**Instructions to follow**. Up to and including the line with "performer as beats.", please reproduce the lines below exactly, beginning with the first.

═══ Data for this task ═══

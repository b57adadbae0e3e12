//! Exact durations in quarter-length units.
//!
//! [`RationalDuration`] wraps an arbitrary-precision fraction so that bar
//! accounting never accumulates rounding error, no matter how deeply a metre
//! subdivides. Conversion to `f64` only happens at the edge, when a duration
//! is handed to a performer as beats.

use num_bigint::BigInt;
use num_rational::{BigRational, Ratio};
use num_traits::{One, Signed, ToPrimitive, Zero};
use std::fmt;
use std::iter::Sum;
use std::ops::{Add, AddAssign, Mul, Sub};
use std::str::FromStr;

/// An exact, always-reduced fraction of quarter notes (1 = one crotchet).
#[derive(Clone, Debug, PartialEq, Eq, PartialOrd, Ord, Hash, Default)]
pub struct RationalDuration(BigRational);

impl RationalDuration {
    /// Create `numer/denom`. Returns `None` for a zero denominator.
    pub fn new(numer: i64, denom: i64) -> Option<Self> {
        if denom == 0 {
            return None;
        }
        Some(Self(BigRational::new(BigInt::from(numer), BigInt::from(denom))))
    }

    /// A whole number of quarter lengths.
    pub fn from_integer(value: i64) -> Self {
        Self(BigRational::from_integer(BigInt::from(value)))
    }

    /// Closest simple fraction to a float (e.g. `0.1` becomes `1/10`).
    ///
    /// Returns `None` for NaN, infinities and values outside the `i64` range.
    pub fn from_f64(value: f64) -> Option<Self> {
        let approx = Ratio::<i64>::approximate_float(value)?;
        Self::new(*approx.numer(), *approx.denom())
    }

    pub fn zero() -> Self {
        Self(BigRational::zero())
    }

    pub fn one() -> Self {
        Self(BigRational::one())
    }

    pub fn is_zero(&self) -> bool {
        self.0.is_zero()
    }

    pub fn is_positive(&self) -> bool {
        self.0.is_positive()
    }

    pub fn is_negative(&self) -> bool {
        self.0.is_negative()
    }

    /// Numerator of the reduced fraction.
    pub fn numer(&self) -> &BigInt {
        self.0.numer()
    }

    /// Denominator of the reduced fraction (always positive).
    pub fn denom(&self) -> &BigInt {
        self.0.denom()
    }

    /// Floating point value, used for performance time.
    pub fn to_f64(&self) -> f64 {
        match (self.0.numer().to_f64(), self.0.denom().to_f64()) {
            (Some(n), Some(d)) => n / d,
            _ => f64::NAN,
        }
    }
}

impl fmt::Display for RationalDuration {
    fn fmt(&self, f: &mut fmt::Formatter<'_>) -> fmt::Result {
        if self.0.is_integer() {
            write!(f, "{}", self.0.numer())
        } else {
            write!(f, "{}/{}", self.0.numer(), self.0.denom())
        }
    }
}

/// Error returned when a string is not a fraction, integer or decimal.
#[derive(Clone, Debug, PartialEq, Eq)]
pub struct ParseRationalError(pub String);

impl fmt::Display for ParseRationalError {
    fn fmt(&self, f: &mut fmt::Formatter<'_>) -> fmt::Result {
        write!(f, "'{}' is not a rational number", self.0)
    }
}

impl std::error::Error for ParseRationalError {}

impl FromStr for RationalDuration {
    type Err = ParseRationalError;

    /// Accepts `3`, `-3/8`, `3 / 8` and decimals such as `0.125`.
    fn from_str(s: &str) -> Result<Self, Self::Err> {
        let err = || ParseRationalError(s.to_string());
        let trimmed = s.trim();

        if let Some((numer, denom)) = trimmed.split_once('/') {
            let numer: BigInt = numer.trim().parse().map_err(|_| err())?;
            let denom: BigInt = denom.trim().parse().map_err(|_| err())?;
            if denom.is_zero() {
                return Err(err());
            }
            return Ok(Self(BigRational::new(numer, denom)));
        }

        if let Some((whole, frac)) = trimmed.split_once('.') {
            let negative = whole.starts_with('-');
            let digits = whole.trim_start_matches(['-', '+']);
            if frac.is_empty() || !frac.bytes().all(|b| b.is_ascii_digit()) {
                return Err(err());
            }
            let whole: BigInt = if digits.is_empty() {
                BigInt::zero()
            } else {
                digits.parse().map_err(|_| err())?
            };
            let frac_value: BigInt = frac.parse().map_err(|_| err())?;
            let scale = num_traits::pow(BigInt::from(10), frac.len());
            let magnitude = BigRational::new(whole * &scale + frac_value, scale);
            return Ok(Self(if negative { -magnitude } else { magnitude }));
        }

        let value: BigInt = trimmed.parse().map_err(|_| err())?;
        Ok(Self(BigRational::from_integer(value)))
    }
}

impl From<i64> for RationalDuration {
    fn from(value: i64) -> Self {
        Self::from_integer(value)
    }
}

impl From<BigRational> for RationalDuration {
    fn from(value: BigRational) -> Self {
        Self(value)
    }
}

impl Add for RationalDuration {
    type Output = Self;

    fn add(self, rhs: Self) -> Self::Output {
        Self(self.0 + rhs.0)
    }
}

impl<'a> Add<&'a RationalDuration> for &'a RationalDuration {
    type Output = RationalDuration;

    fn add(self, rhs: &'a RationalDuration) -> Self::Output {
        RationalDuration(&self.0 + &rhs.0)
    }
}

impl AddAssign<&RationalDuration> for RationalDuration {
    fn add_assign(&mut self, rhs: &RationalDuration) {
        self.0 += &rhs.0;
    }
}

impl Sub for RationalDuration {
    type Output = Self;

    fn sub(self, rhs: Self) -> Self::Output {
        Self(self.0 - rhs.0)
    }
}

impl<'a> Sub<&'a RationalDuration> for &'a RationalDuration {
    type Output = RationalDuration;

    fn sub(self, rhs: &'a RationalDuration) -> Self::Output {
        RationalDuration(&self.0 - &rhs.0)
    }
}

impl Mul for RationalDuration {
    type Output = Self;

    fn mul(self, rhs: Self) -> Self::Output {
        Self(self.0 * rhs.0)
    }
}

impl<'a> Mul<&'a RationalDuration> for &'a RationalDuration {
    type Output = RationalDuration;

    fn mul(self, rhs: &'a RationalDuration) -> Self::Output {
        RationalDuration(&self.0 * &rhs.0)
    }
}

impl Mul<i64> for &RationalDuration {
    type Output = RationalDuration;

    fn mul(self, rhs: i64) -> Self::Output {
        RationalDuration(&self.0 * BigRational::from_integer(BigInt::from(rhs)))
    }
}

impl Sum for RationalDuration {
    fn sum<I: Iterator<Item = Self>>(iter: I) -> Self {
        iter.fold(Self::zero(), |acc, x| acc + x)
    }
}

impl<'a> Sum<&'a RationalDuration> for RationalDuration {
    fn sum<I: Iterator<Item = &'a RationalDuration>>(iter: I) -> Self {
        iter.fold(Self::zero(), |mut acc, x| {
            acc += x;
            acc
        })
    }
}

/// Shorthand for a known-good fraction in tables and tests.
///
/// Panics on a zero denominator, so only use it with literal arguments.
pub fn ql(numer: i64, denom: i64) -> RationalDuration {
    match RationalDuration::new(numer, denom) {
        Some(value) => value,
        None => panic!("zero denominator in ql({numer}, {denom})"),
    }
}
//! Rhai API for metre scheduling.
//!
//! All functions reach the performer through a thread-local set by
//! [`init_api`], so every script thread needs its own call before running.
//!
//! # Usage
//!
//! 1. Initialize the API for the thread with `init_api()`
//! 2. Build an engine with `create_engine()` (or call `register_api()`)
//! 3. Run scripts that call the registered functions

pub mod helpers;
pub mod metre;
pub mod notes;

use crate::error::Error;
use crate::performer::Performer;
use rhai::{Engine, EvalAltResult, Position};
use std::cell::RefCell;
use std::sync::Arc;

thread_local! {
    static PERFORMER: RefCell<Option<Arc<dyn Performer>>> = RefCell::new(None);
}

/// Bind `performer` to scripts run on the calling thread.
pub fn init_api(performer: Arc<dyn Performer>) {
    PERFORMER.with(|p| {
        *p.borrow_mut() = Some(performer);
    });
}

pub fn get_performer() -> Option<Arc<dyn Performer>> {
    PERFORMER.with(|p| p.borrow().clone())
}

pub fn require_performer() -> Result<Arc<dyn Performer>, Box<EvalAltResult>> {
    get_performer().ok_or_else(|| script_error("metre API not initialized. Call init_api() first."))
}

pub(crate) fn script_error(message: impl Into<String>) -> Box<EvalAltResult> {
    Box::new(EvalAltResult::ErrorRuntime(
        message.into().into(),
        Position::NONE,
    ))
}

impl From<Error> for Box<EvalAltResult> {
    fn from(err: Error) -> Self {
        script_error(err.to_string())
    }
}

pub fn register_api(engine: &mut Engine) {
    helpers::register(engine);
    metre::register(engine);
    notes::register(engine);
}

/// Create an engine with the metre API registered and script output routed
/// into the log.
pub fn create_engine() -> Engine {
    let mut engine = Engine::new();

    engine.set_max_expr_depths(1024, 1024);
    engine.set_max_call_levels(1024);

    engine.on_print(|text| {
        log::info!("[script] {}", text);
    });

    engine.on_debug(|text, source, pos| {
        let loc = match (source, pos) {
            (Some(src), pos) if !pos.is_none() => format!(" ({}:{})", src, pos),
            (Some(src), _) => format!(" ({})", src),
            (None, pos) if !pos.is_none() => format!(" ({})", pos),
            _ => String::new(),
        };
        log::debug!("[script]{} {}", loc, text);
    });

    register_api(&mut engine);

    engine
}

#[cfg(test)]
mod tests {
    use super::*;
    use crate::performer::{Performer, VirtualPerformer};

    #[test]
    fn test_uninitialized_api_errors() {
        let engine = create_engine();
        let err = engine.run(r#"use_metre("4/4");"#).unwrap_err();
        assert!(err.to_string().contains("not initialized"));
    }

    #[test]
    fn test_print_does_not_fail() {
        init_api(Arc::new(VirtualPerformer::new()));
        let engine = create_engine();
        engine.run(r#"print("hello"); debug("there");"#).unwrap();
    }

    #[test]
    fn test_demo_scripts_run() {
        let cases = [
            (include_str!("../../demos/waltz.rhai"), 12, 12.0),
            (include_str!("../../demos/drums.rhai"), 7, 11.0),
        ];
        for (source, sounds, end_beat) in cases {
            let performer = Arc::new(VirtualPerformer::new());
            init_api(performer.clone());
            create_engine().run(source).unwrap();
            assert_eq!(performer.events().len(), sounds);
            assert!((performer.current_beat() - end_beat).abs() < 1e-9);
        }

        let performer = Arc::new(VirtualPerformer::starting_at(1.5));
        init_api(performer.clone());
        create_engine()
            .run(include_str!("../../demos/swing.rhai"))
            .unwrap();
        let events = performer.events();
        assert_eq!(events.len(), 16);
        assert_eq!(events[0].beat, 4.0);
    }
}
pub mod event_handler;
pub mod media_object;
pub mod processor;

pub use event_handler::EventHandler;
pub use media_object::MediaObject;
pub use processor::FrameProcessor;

═══

**Response area**.
repository b57adadbae0e3e12
//! Exact durations in quarter-length units.
//!
//! [`RationalDuration`] wraps an arbitrary-precision fraction so that bar
//! accounting never accumulates rounding error, no matter how deeply a metre
//! subdivides. Conversion to `f64` only happens at the edge, when a duration
//! is handed to a performer as beats.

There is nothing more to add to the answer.